La chose difficile était le consentement de sa mère; rien pourtant ne paraissait plus raisonnable. Son patron même l'engageait à aviser une autre étude, ou il pût se développer davantage. Prenant donc un parti moyen, Léon chercha une place de second clerc à Rouen, n'en trouva pas, et écrivit enfin à sa mère une longue lettre détaillée, où il exposait les raisons d'aller habiter Paris immédiatement.

Elle y consentit.

Il ne se hâta point cependant.
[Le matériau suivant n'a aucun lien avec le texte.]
//! Executable module: the rich in-memory form saved to and rebuilt from an
//! artifact.

use indexmap::IndexMap;

use crate::{
    buffer::BackingBuffer,
    bytecode::Method,
    value::{ConstPool, ConstValue, Tensor},
    SCHEMA_VERSION,
};

/// Module = named attributes (parameters, buffers, plain values), a shared
/// constant pool and compiled methods indexing into it.
///
/// A loaded module may retain the artifact's [`BackingBuffer`]; tensors
/// inside it are views into that buffer.
#[derive(Debug, Clone)]
pub struct Module {
    /// Module name (also names its source file in the bundle).
    pub name: String,
    /// Attributes in declaration order.
    pub attributes: IndexMap<String, ConstValue>,
    /// Constant pool shared by all methods.
    pub constants: ConstPool,
    /// Methods in declaration order; `Op::CallMethod` indexes this list.
    pub methods: Vec<Method>,
    /// Schema version whose semantics the bytecode follows. Built modules
    /// start at [`SCHEMA_VERSION`]; a module loaded without upgrading keeps
    /// the version it was written under.
    pub bytecode_version: u32,
    backing: Option<BackingBuffer>,
}

impl Default for Module {
    fn default() -> Self {
        Self {
            name: String::new(),
            attributes: IndexMap::new(),
            constants: ConstPool::new(),
            methods: Vec::new(),
            bytecode_version: SCHEMA_VERSION,
            backing: None,
        }
    }
}

impl Module {
    /// Empty module.
    pub fn new(name: impl Into<String>) -> Self { Self { name: name.into(), ..Self::default() } }

    /// Set (or replace) an attribute.
    pub fn set_attr(&mut self, name: impl Into<String>, value: impl Into<ConstValue>) {
        self.attributes.insert(name.into(), value.into());
    }

    /// Attribute by name.
    pub fn attr(&self, name: &str) -> Option<&ConstValue> { self.attributes.get(name) }

    /// Append a method and return its index.
    pub fn add_method(&mut self, method: Method) -> u32 {
        self.methods.push(method);
        crate::len_u32(self.methods.len() - 1)
    }

    /// Method by name.
    pub fn method(&self, name: &str) -> Option<&Method> { self.methods.iter().find(|m| m.name == name) }

    /// Index of a method by name.
    pub fn method_index(&self, name: &str) -> Option<u32> {
        self.methods.iter().position(|m| m.name == name).map(|i| i as u32)
    }

    /// Every tensor reachable from attributes and constants.
    pub fn tensors(&self) -> Vec<&Tensor> {
        let mut out = Vec::new();
        for value in self.attributes.values().chain(self.constants.as_slice()) {
            value.walk(&mut |v| {
                if let ConstValue::Tensor(t) = v {
                    out.push(t);
                }
            });
        }
        out
    }

    /// Keep `buffer` alive for as long as this module (or a clone) lives.
    pub fn retain_buffer(&mut self, buffer: BackingBuffer) { self.backing = Some(buffer); }

    /// Buffer this module was loaded from, if any.
    pub fn backing_buffer(&self) -> Option<&BackingBuffer> { self.backing.as_ref() }

    /// True if the bytecode predates the current schema.
    pub const fn is_outdated(&self) -> bool { self.bytecode_version < SCHEMA_VERSION }
}

/// Equality ignores the retained buffer: two modules are equal when their
/// content is.
impl PartialEq for Module {
    fn eq(&self, other: &Self) -> bool {
        self.name == other.name
            && self.attributes == other.attributes
            && self.constants == other.constants
            && self.methods == other.methods
            && self.bytecode_version == other.bytecode_version
    }
}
Chaque jour, durant tout un mois, Hivert transporta pour lui d'Yonville à Rouen, de Rouen à Yonville, des coffres, des valises, des paquets; et quand Léon eut remonté sa garde-robe, fait rembourrer ses trois fauteuils, acheté une provision de foulards, pris en un mot plus de dispositions que pour un voyage autour du monde, il s'ajourna de semaine en semaine, jusqu'à ce qu'il reçût une seconde lettre maternelle où on le pressait de partir, puisqu'il désirait, avant les vacances, passer son examen.

Lorsque le moment fut venu des embrassades, Mme Homais pleura; Justin sanglotait; Homais, en homme fort, dissimula son émotion; il voulut lui-même porter le paletot de son ami jusqu'à la grille du notaire, qui emmenait Léon à Rouen dans sa voiture. Ce dernier avait juste le temps de faire ses adieux à M. Bovary.

Quand il fut au haut de l'escalier, il s'arrêta, tant il était hors d'haleine. A son entrée, Mme Bovary se leva vivement.

—C'est encore moi! dit Léon.

—J'en étais sûre!

Elle se mordit les lèvres, et un flot de sang lui courut sous la peau, qui se colora tout en rose, depuis la racine des cheveux jusqu'au bord de sa collerette. Elle restait debout, s'appuyant de l'épaule contre la boiserie.

—Monsieur n'est donc pas là? reprit-il.

—Il est absent. Elle répéta: Il est absent.